C’est une première au Québec, deux aspirants au poste de premier ministre de la province ont dévoilé leur rapport d’impôt personnel respectif. C’est louable de leur part, mais franchement Y A RIEN LÀ!
Les rapports d’impôt personnels de Pauline Marois et de François Legault ne reflètent finalement que ce qu’ils veulent bien nous montrer. Que Charest refuse de dévoiler le sien, cela m’en dit bien davantage. Vous ne trouvez pas que le non-dit est parfois bien plus révélateur?
Avant d’élaborer les différentes raisons qui pousseraient un politicien à CACHER son rapport d’impôt, commençons par analyser ceux qui ont été fournis de bonne foi par madame Marois et monsieur Legault. Aux fins d’analyse sommaire, j’ai confié les rapports en question à une experte; madame Sarah Ferron, CGA.
Le rapport Legault
Son premier commentaire rejoint exactement le mien. « Mais comment se fait-il que le rapport de monsieur Legault soit fait au crayon??? Je vous avoue que je ne vois presque plus ça. D’abord, en terme de rigueur c’est discutable.»
En effet, les logiciels des comptables sont «certainement fiables»! À moins que monsieur Legault qui se méfie des conseillers financiers… se méfie aussi des comptables! La ligne 154 code 6 a aussi fait sursauter madame Ferron. « Sur l’ensemble de ses revenus de 164 427,06$ , cette partie renferme le plus gros montant soit 62 701.94$. Cette ligne c’est un fourre-tout. Ça peut-être n’importe quoi SAUF du salaire. Jetons de conseil d’administration, honoraires versés par son parti ou comme consultant, conférencier… etc.. Étrange. Allez savoir? On n’arriverait pas à un montant aussi précis de 62 701.94$». Curieusement, monsieur Legault n’a pas versé un rond à un parti politique en 2011.
Comme Sarah Ferron, j’ai aussi été étonné de voir 37 981,28$ en dividendes de sociétés canadiennes. Est-ce d’une de ses sociétés personnelles de portefeuille? Ou bien est-ce le versement de dividendes d’actions en bourse. En supposant que monsieur Legault a investi dans une grande banque canadienne, il peut recevoir un dividende d’environ 3%. Dans ce cas, il faut avoir une somme de 1 266 042$ en action pour le générer. Avec la passe qu’il a faite en vendant Air Transat, il y a quelques années, c’est tout à fait possible.Le rapport Marois
Pour faire son rapport d’impôt, on peut dire qu’elle fait ça très sérieusement. Raymond-Chabot-Grant-Thornton en a orchestré la préparation. En un coup d’oeil, on remarque qu’elle est très généreuse. Sa liste des dons de bienfaisance touche une quarantaine d’organismes. Plus chiche avec les politiciens, elle n’a contribué que 310$ à des partis. Sarah Ferron,CGA observe: «Madame Marois déclare 1000$ en frais financiers et d’intérêt qu’elle relie à des revenus d’intérêts ou autre de seulement 28.48$. Serait-ce des revenus de droits d’auteur? Elle utilise d’ailleurs la même somme plus loin comme déduction de ce type»

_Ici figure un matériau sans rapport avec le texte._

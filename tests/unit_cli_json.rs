#![allow(missing_docs)]

use std::path::{Path, PathBuf};
use std::process::{Command, Output};

use serde_json::Value;

#[test]
fn fourcc_json_packs_text_codes() {
	let json = run_json(&["fourcc", "TC0P", "--json"]);
	assert_eq!(json["fourcc"], "TC0P");
	assert_eq!(json["value"], 0x5443_3050_u32);
	assert_eq!(json["hex"], "0x54433050");
}

#[test]
fn fourcc_json_unpacks_numeric_values() {
	let json = run_json(&["fourcc", "0x73703738", "--json"]);
	assert_eq!(json["fourcc"], "sp78");

	let json = run_json(&["fourcc", "1234", "--string", "--json"]);
	assert_eq!(json["fourcc"], "1234");
	assert_eq!(json["hex"], "0x31323334");
}

#[test]
fn fourcc_numeric_text_defaults_to_packed_value() {
	let json = run_json(&["fourcc", "1234", "--json"]);
	assert_eq!(json["value"], 1234);
	assert_eq!(json["hex"], "0x000004D2");

	let output = run(&["fourcc", "--help"]);
	assert!(output.status.success());
	let help = String::from_utf8_lossy(&output.stdout);
	assert!(help.contains("--string"), "help: {help}");
	assert!(help.contains("read as a packed value"), "help: {help}");
}

#[test]
fn decode_json_reports_value_and_layout() {
	let json = run_json(&["decode", "--type", "sp78", "2A80", "--json"]);
	assert_eq!(json["type"], "sp78");
	assert_eq!(json["known_type"], true);
	assert_eq!(json["length"], 2);
	assert_eq!(json["data"], "2A80");
	assert_eq!(json["value"], 42.5);
}

#[test]
fn decode_unknown_type_is_absent() {
	let json = run_json(&["decode", "--type", "zzzz", "0102", "--json"]);
	assert_eq!(json["known_type"], false);
	assert!(json["value"].is_null());

	let output = run(&["decode", "--type", "zzzz", "0102"]);
	assert!(output.status.success());
	assert!(String::from_utf8_lossy(&output.stdout).contains("value: absent"));
}

#[test]
fn decode_wrong_width_fails_with_report() {
	let output = run(&["decode", "--type", "si32", "0102"]);
	assert!(!output.status.success(), "width mismatch should fail");
	let stderr = String::from_utf8_lossy(&output.stderr);
	assert!(stderr.contains("Length mismatch"), "stderr: {stderr}");
	assert!(stderr.contains("int32 expects 4 bytes, got 2"), "stderr: {stderr}");
}

#[test]
fn decode_text_output_uses_precision() {
	let output = run(&["decode", "--type", "flt ", "3FA00000", "--precision", "3"]);
	assert!(output.status.success());
	assert!(String::from_utf8_lossy(&output.stdout).contains("value: 1.250"));
}

#[test]
fn dump_json_lists_sorted_keys() {
	let fixture = fixture_path("macbook_air_m2.json").display().to_string();
	let json = run_json(&["dump", &fixture, "--json"]);

	assert_eq!(json["compression"], "none");
	assert_eq!(json["machine"][1]["label"], "Model Identifier");

	let keys = json["keys"].as_array().expect("keys array");
	assert_eq!(keys.len(), 10);
	assert_eq!(keys[0]["key"], "#KEY");
	assert_eq!(keys[0]["value"], "1234");

	let find = |name: &str| keys.iter().find(|row| row["key"] == name).expect("key present").clone();
	assert_eq!(find("TC0P")["value"], "42.50");
	assert_eq!(find("MSLD")["value"], "True");
	assert_eq!(find("MSLD")["length"], "1 byte");
	assert_eq!(find("RPlt")["value"], "j413");
	assert_eq!(find("PSTR")["value"], "25.00");
	assert_eq!(find("VD0R")["value"], "1.50");
	assert_eq!(find("F0Ac")["value"], "2000.00");
	assert_eq!(find("B0AC")["value"], "-200");
	assert_eq!(find("zUNK")["value"], "");
}

#[test]
fn dump_text_has_banner_and_machine_details() {
	let fixture = fixture_path("macbook_air_m2.json").display().to_string();
	let output = run(&["dump", &fixture]);
	assert!(output.status.success());

	let stdout = String::from_utf8_lossy(&output.stdout);
	let lines: Vec<_> = stdout.lines().collect();
	assert!(lines[0].chars().all(|ch| ch == '#'));
	assert_eq!(lines[1], "# smc-dump");
	assert!(lines.iter().any(|line| line.starts_with("# Chip:") && line.ends_with("\tApple M2")));
	assert!(lines.iter().any(|line| line.starts_with("TC0P\tsp78\t2 bytes\t42.50")));
}

#[test]
fn dump_reads_zstd_compressed_files() {
	let raw = std::fs::read(fixture_path("macbook_air_m2.json")).expect("fixture reads");
	let compressed = zstd::encode_all(&raw[..], 3).expect("zstd encodes");
	let path = std::env::temp_dir().join(format!("smckit-dump-{}.json.zst", std::process::id()));
	std::fs::write(&path, compressed).expect("temp file writes");

	let json = run_json(&["dump", &path.display().to_string(), "--json"]);
	let _ = std::fs::remove_file(&path);

	assert_eq!(json["compression"], "zstd");
	assert_eq!(json["keys"].as_array().map(Vec::len), Some(10));
}

fn run(args: &[&str]) -> Output {
	Command::new(env!("CARGO_BIN_EXE_smckit")).args(args).output().expect("command executes")
}

fn run_json(args: &[&str]) -> Value {
	let output = run(args);
	assert!(
		output.status.success(),
		"command failed with status={}: {}",
		output.status,
		String::from_utf8_lossy(&output.stderr)
	);
	serde_json::from_slice(&output.stdout).expect("stdout should be valid json")
}

fn fixture_path(name: &str) -> PathBuf {
	Path::new(env!("CARGO_MANIFEST_DIR")).join("fixtures").join(name)
}
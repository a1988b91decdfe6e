use proptest::prelude::*;

use crate::smc::{FourCc, SmcError, fourcc, fourcc_string};

#[test]
fn packs_most_significant_byte_first() {
	assert_eq!(fourcc("TC0P").expect("valid code"), 0x5443_3050);
	assert_eq!(fourcc_string(0x5443_3050), "TC0P");
}

#[test]
fn short_codes_are_space_padded() {
	assert_eq!(fourcc("ui8").expect("valid code"), fourcc("ui8 ").expect("valid code"));
	assert_eq!(fourcc("#").expect("valid code"), 0x2320_2020);
}

#[test]
fn rejects_long_empty_and_non_printable_strings() {
	for bad in ["TC0PX", "", "a\tb", "fl\u{e9}t"] {
		let err = fourcc(bad).expect_err("string should be rejected");
		assert!(matches!(err, SmcError::InvalidFormat { .. }), "unexpected error for {bad:?}: {err}");
	}
}

#[test]
fn non_printable_bytes_still_render() {
	assert_eq!(fourcc_string(0x0000_0041).chars().count(), 4);
	assert!(fourcc_string(0x0000_0041).ends_with('A'));
}

#[test]
fn newtype_parses_displays_and_serializes_as_text() {
	let code: FourCc = "flt ".parse().expect("valid code");
	assert_eq!(code.to_string(), "flt ");
	assert_eq!(code.bytes(), *b"flt ");

	let json = serde_json::to_string(&code).expect("serializes");
	assert_eq!(json, "\"flt \"");
	let back: FourCc = serde_json::from_str(&json).expect("deserializes");
	assert_eq!(back, code);

	assert!(serde_json::from_str::<FourCc>("\"toolong\"").is_err());
}

proptest! {
	#[test]
	fn printable_codes_round_trip(bytes in proptest::array::uniform4(0x20_u8..=0x7E)) {
		let value = u32::from_be_bytes(bytes);
		prop_assert_eq!(fourcc(&fourcc_string(value)).expect("printable code packs"), value);
	}
}
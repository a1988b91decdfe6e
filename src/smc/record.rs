use std::fs;
use std::path::Path;

use serde::{Deserialize, Serialize};

use crate::smc::compression::decode_bytes;
use crate::smc::{Compression, FourCc, Result, SmcError, SmcValue, value_for_data};

/// One SMC key as read from the controller.
#[derive(Debug, Clone, PartialEq, Eq, Serialize, Deserialize)]
pub struct SmcRecord {
	/// Key name, for example `TC0P`.
	pub key: FourCc,
	/// Data type tag, for example `sp78`.
	#[serde(rename = "type")]
	pub data_type: FourCc,
	/// Raw payload in wire order.
	#[serde(with = "hex_bytes")]
	pub data: Vec<u8>,
}

impl SmcRecord {
	/// Decode the payload according to the record's type tag.
	pub fn value(&self) -> Result<Option<SmcValue>> {
		value_for_data(&self.data, self.data_type.value())
	}
}

/// A loaded key dump with optional machine details.
#[derive(Debug, Clone)]
pub struct DumpFile {
	/// Compression of the source file.
	pub compression: Compression,
	/// `(label, value)` pairs describing the machine.
	pub machine: Vec<(String, String)>,
	/// Key records in file order.
	pub records: Vec<SmcRecord>,
}

#[derive(Deserialize)]
struct DumpDocument {
	#[serde(default)]
	machine: Vec<(String, String)>,
	keys: Vec<SmcRecord>,
}

impl DumpFile {
	/// Read and parse a dump file, decompressing zstd input.
	pub fn open(path: impl AsRef<Path>) -> Result<Self> {
		let path = path.as_ref();
		let raw = fs::read(path)?;
		tracing::debug!(path = %path.display(), bytes = raw.len(), "read key dump");
		Self::from_bytes(raw)
	}

	/// Parse a dump from raw (possibly compressed) bytes.
	pub fn from_bytes(raw: Vec<u8>) -> Result<Self> {
		let (compression, bytes) = decode_bytes(raw)?;
		let doc: DumpDocument = serde_json::from_slice(&bytes)?;
		tracing::debug!(records = doc.keys.len(), compression = compression.as_str(), "parsed key dump");

		Ok(Self {
			compression,
			machine: doc.machine,
			records: doc.keys,
		})
	}
}

/// Parse a hex literal such as `2A80`, `0x2a80`, or `2a 80`.
pub fn parse_hex(value: &str) -> Result<Vec<u8>> {
	let trimmed = value.trim();
	let body = trimmed.strip_prefix("0x").or_else(|| trimmed.strip_prefix("0X")).unwrap_or(trimmed);
	let digits: String = body.chars().filter(|ch| !ch.is_ascii_whitespace()).collect();
	hex::decode(digits).map_err(|_| SmcError::InvalidHex { value: value.to_owned() })
}

/// Render bytes as uppercase hex, two digits per byte.
pub fn hex_string(data: &[u8]) -> String {
	hex::encode_upper(data)
}

mod hex_bytes {
	use serde::{Deserialize, Deserializer, Serializer};

	pub(super) fn serialize<S: Serializer>(data: &[u8], serializer: S) -> Result<S::Ok, S::Error> {
		serializer.serialize_str(&super::hex_string(data))
	}

	pub(super) fn deserialize<'de, D: Deserializer<'de>>(deserializer: D) -> Result<Vec<u8>, D::Error> {
		let raw = String::deserialize(deserializer)?;
		super::parse_hex(&raw).map_err(serde::de::Error::custom)
	}
}
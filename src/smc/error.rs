use thiserror::Error;

/// Crate-local result type.
pub type Result<T> = std::result::Result<T, SmcError>;

/// Errors produced while decoding SMC buffers and loading key dumps.
#[derive(Debug, Error)]
pub enum SmcError {
	/// Buffer width does not match the decoder width.
	#[error("{kind} expects {expected} bytes, got {actual}")]
	LengthMismatch {
		/// Decoder that rejected the buffer.
		kind: &'static str,
		/// Required byte count.
		expected: usize,
		/// Actual byte count.
		actual: usize,
	},
	/// String cannot be packed into a four-character code.
	#[error("invalid four-character code {value:?}: {reason}")]
	InvalidFormat {
		/// User-provided string.
		value: String,
		/// Why the string was rejected.
		reason: &'static str,
	},
	/// Filesystem or stream IO failure.
	#[error("io: {0}")]
	Io(#[from] std::io::Error),
	/// Dump document is not valid JSON for the expected shape.
	#[error("json: {0}")]
	Json(#[from] serde_json::Error),
	/// Unknown leading dump file magic.
	#[error("unsupported compression or not a key dump (magic={magic:?})")]
	UnknownMagic {
		/// First up-to-4 bytes of the stream.
		magic: [u8; 4],
	},
	/// Decompression output exceeded configured safety limit.
	#[error("decompressed output exceeded limit {limit} bytes")]
	DecompressedTooLarge {
		/// Maximum allowed output bytes.
		limit: usize,
	},
	/// Fixed-point layout does not describe a 16-bit field.
	#[error("unsupported fixed-point layout: signed={signed}, int_bits={int_bits}, frac_bits={frac_bits}")]
	UnsupportedFixedPoint {
		/// Whether a sign bit is present.
		signed: bool,
		/// Integer bits, excluding the sign bit.
		int_bits: u8,
		/// Fractional bits.
		frac_bits: u8,
	},
	/// Hex payload literal was malformed.
	#[error("invalid hex data: {value}")]
	InvalidHex {
		/// User-provided hex string.
		value: String,
	},
}

impl SmcError {
	/// Stable numeric code for this error kind.
	pub fn code(&self) -> i64 {
		match self {
			Self::LengthMismatch { .. } => 1,
			Self::InvalidFormat { .. } => 2,
			Self::Io(_) => 3,
			Self::Json(_) => 4,
			Self::UnknownMagic { .. } => 5,
			Self::DecompressedTooLarge { .. } => 6,
			Self::InvalidHex { .. } => 7,
			Self::UnsupportedFixedPoint { .. } => 8,
		}
	}

	/// Short human-readable title for this error kind.
	pub fn title(&self) -> &'static str {
		match self {
			Self::LengthMismatch { .. } => "Length mismatch",
			Self::InvalidFormat { .. } => "Invalid format",
			Self::Io(_) => "I/O error",
			Self::Json(_) => "Malformed dump",
			Self::UnknownMagic { .. } => "Unknown file type",
			Self::DecompressedTooLarge { .. } => "Dump too large",
			Self::InvalidHex { .. } => "Invalid hex data",
			Self::UnsupportedFixedPoint { .. } => "Unsupported fixed-point layout",
		}
	}

	/// Convert into a presentable report.
	pub fn report(&self) -> ErrorReport {
		error_with_title(self.title(), self.to_string(), self.code())
	}
}

/// User-presentable error carrying a title, a message, and a numeric code.
#[derive(Debug, Clone, PartialEq, Eq, Error, serde::Serialize)]
#[error("{title}: {message} (code {code})")]
pub struct ErrorReport {
	/// Short summary line.
	pub title: String,
	/// Detailed description.
	pub message: String,
	/// Numeric error code.
	pub code: i64,
}

/// Build an [`ErrorReport`] from its parts.
pub fn error_with_title(title: impl Into<String>, message: impl Into<String>, code: i64) -> ErrorReport {
	ErrorReport {
		title: title.into(),
		message: message.into(),
		code,
	}
}
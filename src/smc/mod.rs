pub mod codec;
mod compression;
mod dump;
mod error;
mod fourcc;
mod record;
mod value;

/// Compression detection result.
pub use compression::Compression;
/// Key dump table rendering.
pub use dump::{DumpRow, RenderOptions, dump_rows, render_dump};
/// Error, report, and result types.
pub use error::{ErrorReport, Result, SmcError, error_with_title};
/// Four-character code packing.
pub use fourcc::{FourCc, fourcc, fourcc_string};
/// Key records, dump files, and hex helpers.
pub use record::{DumpFile, SmcRecord, hex_string, parse_hex};
/// Type-tag dispatch and decoded values.
pub use value::{DataType, SmcValue, value_for_data};
use crate::smc::codec::printable_string;
use crate::smc::record::hex_string;
use crate::smc::{DataType, DumpFile, SmcRecord};

/// Formatting options for key dump tables.
#[derive(Debug, Clone, Copy)]
pub struct RenderOptions {
	/// Decimal places for float and fixed-point values.
	pub precision: usize,
	/// Emit the `#` banner with machine details.
	pub include_header: bool,
}

impl Default for RenderOptions {
	fn default() -> Self {
		Self {
			precision: 2,
			include_header: true,
		}
	}
}

/// One rendered row of a key dump.
#[derive(Debug, Clone, PartialEq, Eq, serde::Serialize)]
pub struct DumpRow {
	/// Key name.
	pub key: String,
	/// Type tag.
	#[serde(rename = "type")]
	pub data_type: String,
	/// Payload size label, `1 byte` or `N bytes`.
	pub length: String,
	/// Decoded value, empty when nothing could be decoded.
	pub value: String,
	/// Uppercase hex payload.
	pub data: String,
}

/// Build rows sorted by key, ignoring case.
pub fn dump_rows(records: &[SmcRecord], options: RenderOptions) -> Vec<DumpRow> {
	let mut sorted: Vec<&SmcRecord> = records.iter().collect();
	sorted.sort_by_cached_key(|record| record.key.to_string().to_lowercase());

	sorted
		.into_iter()
		.map(|record| DumpRow {
			key: record.key.to_string(),
			data_type: record.data_type.to_string(),
			length: length_label(record.data.len()),
			value: value_label(record, options.precision),
			data: hex_string(&record.data),
		})
		.collect()
}

fn length_label(len: usize) -> String {
	if len == 1 { "1 byte".to_owned() } else { format!("{len} bytes") }
}

fn value_label(record: &SmcRecord, precision: usize) -> String {
	if DataType::from_tag(record.data_type.value()) == Some(DataType::String) {
		return printable_string(&record.data).unwrap_or_default();
	}

	match record.value() {
		Ok(Some(value)) => format!("{value:.precision$}"),
		Ok(None) => String::new(),
		Err(err) => {
			tracing::debug!(key = %record.key, error = %err, "value not decodable");
			String::new()
		}
	}
}

/// Render a dump as a tab-separated table with a `#` banner.
///
/// Returns an empty string when the dump has no records.
pub fn render_dump(dump: &DumpFile, options: RenderOptions) -> String {
	let rows = dump_rows(&dump.records, options);
	if rows.is_empty() {
		return String::new();
	}

	let width = |column: fn(&DumpRow) -> &str| rows.iter().map(|row| column(row).chars().count()).max().unwrap_or(0);
	let l1 = width(|row| row.key.as_str());
	let l2 = width(|row| row.data_type.as_str());
	let l3 = width(|row| row.length.as_str());
	let l4 = width(|row| row.value.as_str());
	let l5 = width(|row| row.data.as_str());

	let lines = rows
		.iter()
		.map(|row| format!("{:<l1$}\t{:<l2$}\t{:<l3$}\t{:<l4$}\t{}", row.key, row.data_type, row.length, row.value, row.data))
		.collect::<Vec<_>>()
		.join("\n");

	if !options.include_header {
		return lines;
	}

	let separator = "#".repeat(l1 + l2 + l3 + l4 + l5 + 16);
	let header = header_lines(&dump.machine)
		.into_iter()
		.map(|line| format!("# {line}"))
		.collect::<Vec<_>>()
		.join("\n");

	format!("{separator}\n{header}\n{separator}\n{lines}")
}

fn header_lines(machine: &[(String, String)]) -> Vec<String> {
	let label_width = machine.iter().map(|(label, _)| label.chars().count()).max().unwrap_or(0) + 1;

	let mut out = vec!["smc-dump".to_owned(), String::new()];
	out.extend(machine.iter().map(|(label, value)| format!("{:<label_width$}\t{value}", format!("{label}:"))));
	out
}
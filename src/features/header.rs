use web_sys::Document;

use crate::config::ThemeConfig;
use crate::engine::header::{HeaderFlags, HeaderTracker};
use crate::runtime::dom;
use crate::runtime::scheduler::ScrollScheduler;

/// Hooks the header state machine to the scroll signal. Returns `false` when the page has no header.
pub fn attach(document: &Document, config: &ThemeConfig, scheduler: &ScrollScheduler) -> bool {
    let Some(header) = dom::query_one(document, &config.selectors.header) else {
        log::debug!("No header matching {:?}", config.selectors.header);
        return false;
    };

    let header_config = config.header;
    let mut tracker: Option<HeaderTracker> = None;
    let mut applied: Option<HeaderFlags> = None;
    scheduler.subscribe(move |offset| {
        let flags = tracker
            .get_or_insert_with(|| HeaderTracker::starting_at(header_config, offset))
            .advance(offset);
        if applied == Some(flags) {
            return;
        }
        dom::set_class(&header, "scrolled", flags.scrolled);
        dom::set_style(&header, "transform", flags.transform());
        applied = Some(flags);
    });
    true
}
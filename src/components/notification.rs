use std::cell::RefCell;
use std::rc::Rc;

use gloo_timers::callback::Timeout;
use wasm_bindgen_futures::spawn_local;
use web_sys::Element;
use yew::prelude::*;
use yew::AppHandle;

use crate::config::NotificationConfig;
use crate::engine::toast::{ToastKind, ToastStage};
use crate::error::{Result, ThemeError};
use crate::runtime::dom;

#[derive(Properties, PartialEq)]
pub struct ToastProps {
    /// The notification element itself; the component renders the message into it.
    pub host: Element,
    pub message: AttrValue,
    pub timings: NotificationConfig,
    pub on_detach: Callback<()>,
}

#[function_component(Toast)]
pub fn toast(props: &ToastProps) -> Html {
    let stage = use_state(|| ToastStage::Entering);

    {
        let stage_setter = stage.setter();
        let host = props.host.clone();
        let timings = props.timings;
        let on_detach = props.on_detach.clone();
        use_effect_with_deps(
            move |current: &ToastStage| {
                let current = *current;
                dom::set_class(&host, "show", current.shows());

                let timeout = Timeout::new(current.delay(&timings), move || match current.next() {
                    Some(next) => stage_setter.set(next),
                    None => on_detach.emit(()),
                });
                move || drop(timeout)
            },
            *stage,
        );
    }

    html! { { props.message.clone() } }
}

/// Appends a notification to `<body>`, shows it, and detaches it once its timings run out.
pub fn show_notification(message: &str, kind: ToastKind, timings: NotificationConfig) -> Result<()> {
    let document = dom::document()?;
    let body = document.body().ok_or(ThemeError::NoBody)?;

    let host = document.create_element("div")?;
    host.set_class_name(&kind.class_name());
    body.append_child(&host)?;

    let handle: Rc<RefCell<Option<AppHandle<Toast>>>> = Rc::default();
    let on_detach = {
        let handle = Rc::clone(&handle);
        let host = host.clone();
        // Runs from the toast's own timer, so unmounting waits for the next task.
        Callback::from(move |_| {
            let handle = Rc::clone(&handle);
            let host = host.clone();
            spawn_local(async move {
                let app = handle.borrow_mut().take();
                if let Some(app) = app {
                    app.destroy();
                }
                host.remove();
            });
        })
    };

    let app = yew::Renderer::<Toast>::with_root_and_props(
        host.clone(),
        ToastProps {
            host,
            message: AttrValue::from(message.to_string()),
            timings,
            on_detach,
        },
    )
    .render();
    *handle.borrow_mut() = Some(app);

    log::debug!("Notification ({}): {}", kind.as_str(), message);
    Ok(())
}
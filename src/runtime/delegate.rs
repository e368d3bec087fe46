use std::cell::RefCell;
use std::rc::Rc;

use gloo_events::{EventListener, EventListenerOptions};
use web_sys::{Element, Event, EventTarget};

use super::dom;

/// What a delegated event target can be, resolved by selector.
#[derive(Debug, Clone, Copy, PartialEq, Eq, Hash)]
pub enum Role {
    MenuToggle,
    NavMenu,
    Link,
    Anchor,
    Form,
}

/// Closest element per role for one event.
#[derive(Debug, Default)]
pub struct Hits {
    hits: Vec<(Role, Element)>,
}

impl Hits {
    pub fn get(&self, role: Role) -> Option<&Element> {
        self.hits
            .iter()
            .find(|(r, _)| *r == role)
            .map(|(_, element)| element)
    }
}

type Handler = Box<dyn FnMut(&Event, &Hits)>;

#[derive(Default)]
struct Routes {
    roles: Vec<(Role, String)>,
    handlers: Vec<Handler>,
}

impl Routes {
    fn resolve(&self, target: Option<&Element>) -> Hits {
        let Some(target) = target else {
            return Hits::default();
        };
        Hits {
            hits: self
                .roles
                .iter()
                .filter_map(|(role, selector)| Some((*role, dom::closest(target, selector)?)))
                .collect(),
        }
    }
}

/// One listener on a common ancestor that routes events by the role of their target.
///
/// Handlers see every event, including ones with no hits (clicks outside everything).
pub struct Delegator {
    routes: Rc<RefCell<Routes>>,
    _listener: EventListener,
}

impl Delegator {
    pub fn new(target: &EventTarget, event_type: &'static str) -> Self {
        let routes = Rc::new(RefCell::new(Routes::default()));
        let listener = {
            let routes = Rc::clone(&routes);
            EventListener::new_with_options(
                target,
                event_type,
                EventListenerOptions::enable_prevent_default(),
                move |event| {
                    let target = dom::event_element(event);
                    let mut routes = routes.borrow_mut();
                    let hits = routes.resolve(target.as_ref());
                    for handler in routes.handlers.iter_mut() {
                        handler(event, &hits);
                    }
                },
            )
        };
        Self {
            routes,
            _listener: listener,
        }
    }

    pub fn route(&self, role: Role, selector: &str) {
        let mut routes = self.routes.borrow_mut();
        routes.roles.retain(|(r, _)| *r != role);
        routes.roles.push((role, selector.to_string()));
    }

    pub fn on(&self, handler: impl FnMut(&Event, &Hits) + 'static) {
        self.routes.borrow_mut().handlers.push(Box::new(handler));
    }
}
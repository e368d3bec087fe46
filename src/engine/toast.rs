use crate::config::NotificationConfig;

#[derive(Debug, Clone, Copy, PartialEq, Eq, Default)]
pub enum ToastKind {
    Success,
    Error,
    #[default]
    Info,
}

impl ToastKind {
    pub fn parse(raw: Option<&str>) -> Self {
        match raw.map(str::trim) {
            Some("success") => ToastKind::Success,
            Some("error") => ToastKind::Error,
            _ => ToastKind::Info,
        }
    }

    pub fn as_str(&self) -> &'static str {
        match self {
            ToastKind::Success => "success",
            ToastKind::Error => "error",
            ToastKind::Info => "info",
        }
    }

    pub fn class_name(&self) -> String {
        format!("factory-notification factory-notification-{}", self.as_str())
    }
}

#[derive(Debug, Clone, Copy, PartialEq, Eq)]
pub enum ToastStage {
    /// Appended, not yet showing.
    Entering,
    /// Carries the `show` class.
    Shown,
    /// `show` removed, waiting to be detached.
    Leaving,
}

impl ToastStage {
    /// Milliseconds spent in this stage before moving on.
    pub fn delay(&self, timings: &NotificationConfig) -> u32 {
        match self {
            ToastStage::Entering => timings.show_delay_ms,
            ToastStage::Shown => timings.display_ms.saturating_sub(timings.show_delay_ms),
            ToastStage::Leaving => timings.exit_ms,
        }
    }

    /// `None` means the element should be detached.
    pub fn next(&self) -> Option<ToastStage> {
        match self {
            ToastStage::Entering => Some(ToastStage::Shown),
            ToastStage::Shown => Some(ToastStage::Leaving),
            ToastStage::Leaving => None,
        }
    }

    pub fn shows(&self) -> bool {
        matches!(self, ToastStage::Shown)
    }
}
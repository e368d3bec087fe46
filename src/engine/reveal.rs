/// Visibility flag that latches on the first intersection and never reverts.
#[derive(Debug, Clone, Copy, Default, PartialEq, Eq)]
pub struct VisibilityLatch {
    visible: bool,
}

impl VisibilityLatch {
    pub fn new() -> Self {
        Self::default()
    }

    pub fn is_visible(&self) -> bool {
        self.visible
    }

    /// Feeds one intersection notification. Returns `true` only on the transition to visible.
    pub fn record(&mut self, is_intersecting: bool) -> bool {
        if self.visible || !is_intersecting {
            return false;
        }
        self.visible = true;
        true
    }

    /// Used when intersection observation is unavailable.
    pub fn force(&mut self) -> bool {
        self.record(true)
    }
}

#[cfg(test)]
mod tests {
    use super::*;

    #[test]
    fn latches_on_first_intersection() {
        let mut latch = VisibilityLatch::new();
        assert!(!latch.record(false));
        assert!(!latch.is_visible());
        assert!(latch.record(true));
        assert!(latch.is_visible());
    }

    #[test]
    fn later_notifications_are_no_ops() {
        let mut latch = VisibilityLatch::new();
        latch.record(true);
        assert!(!latch.record(false));
        assert!(!latch.record(true));
        assert!(latch.is_visible());
    }

    #[test]
    fn force_behaves_like_intersection() {
        let mut latch = VisibilityLatch::new();
        assert!(latch.force());
        assert!(!latch.force());
    }
}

Bref rien pour apeurer ou choquer qui que ce soit. Quand j’ai su que les chefs du PQ et de la CAQ acceptaient d’ouvrir leur filière fiscale, je ne m’attendais pas à grand-chose. Dans ces deux cas, nous sommes en face de biens nantis bien au fait des rouages des fiducies familiales, des compagnies de gestion et du miracle du décaissement de capital… etc. Autant d’outils efficaces et LÉGAUX qui isolent les actifs importants de placement «sans contaminer» les revenus personnels.
Le rapport manquant
Quant à Jean Charest, madame Ferron souligne qu’ «il pourrait se sentir inconfortable à montrer un rapport d’impôt affichant d’importants revenus en dividendes, de gains en capital ou de revenus de locations.» En effet, moi aussi à sa place j’aurais gardé ce genre d’informations secrètes. Cela pourrait créer un sérieux malaise. Ce politicien de carrière n’a pratiquement jamais fait autre chose. Comment aurait-il bien pu engendrer des «extras» qu’il vaut mieux garder personnels? Rappelons que pendant une décennie, le député de Sherbrooke complétait son maigre salaire de PM par une enveloppe secrète de 75 000$/an du Parti Libéral.
Se pourrait-il qu’un généreux donateur lui ait refilé en contrepartie une bonne quantité d’actions génératrices de dividendes réguliers? Bref, en laissant planer le mystère, il ouvre la porte à tous les scénarios et fantasmes.